What to work on: For the listing below, show each line that includes the string "MockServer".

# # #

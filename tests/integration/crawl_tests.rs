//! Integration tests for the crawler
//!
//! These tests use wiremock to stand in for the GitHub API and raw content host and
//! run the full crawl cycle end-to-end: search, metadata, download, storage, and
//! state persistence across runs.

use nvim_harvest::config::{Config, CrawlConfig, GitHubConfig, OutputConfig, RetryConfig, RetrySettings};
use nvim_harvest::crawler::{drive, CrawlEvent, CrawlOutcome, Crawler};
use nvim_harvest::{CrawlState, GitHubClient, HarvestError, ApiError, RepoId};
use serde_json::json;
use std::sync::Arc;
use tempfile::TempDir;
use wiremock::matchers::{method, path, path_regex, query_param};
use wiremock::{Mock, MockServer, ResponseTemplate};

fn fast_retry() -> RetryConfig {
    RetryConfig {
        max_attempts: 2,
        initial_delay_ms: 1,
        max_delay_ms: 5,
        backoff_multiplier: 2.0,
        jitter: false,
    }
}

/// Creates a test configuration pointing every endpoint at the mock server
fn create_test_config(server: &MockServer, dir: &TempDir, queries: &[&str], max_repos: u64) -> Config {
    Config {
        github: GitHubConfig {
            api_url: server.uri(),
            raw_url: format!("{}/raw", server.uri()),
            token: None,
            user_agent: "TestHarvester/1.0".to_string(),
        },
        crawl: CrawlConfig {
            max_repos,
            min_request_interval_ms: 0,
            queries: Some(queries.iter().map(|q| q.to_string()).collect()),
            ..CrawlConfig::default()
        },
        retry: RetrySettings {
            search: fast_retry(),
            api: fast_retry(),
        },
        output: OutputConfig {
            data_dir: dir.path().join("data"),
            state_file: dir.path().join("fetch_state.json"),
            extension: "lua".to_string(),
        },
    }
}

fn create_crawler(config: &Config, state: CrawlState) -> Crawler {
    let client = GitHubClient::new(&config.github, Some("test-token")).unwrap();
    Crawler::new(Arc::new(client), config, state).unwrap()
}

fn search_body(total_count: u64, repos: &[&str]) -> serde_json::Value {
    let items: Vec<_> = repos
        .iter()
        .map(|repo| {
            json!({
                "path": "init.lua",
                "repository": { "full_name": repo, "html_url": format!("https://github.com/{}", repo) }
            })
        })
        .collect();
    json!({ "total_count": total_count, "items": items })
}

# # #

Solution to this task:
use wiremock::{Mock, MockServer, ResponseTemplate};
fn create_test_config(server: &MockServer, dir: &TempDir, queries: &[&str], max_repos: u64) -> Config {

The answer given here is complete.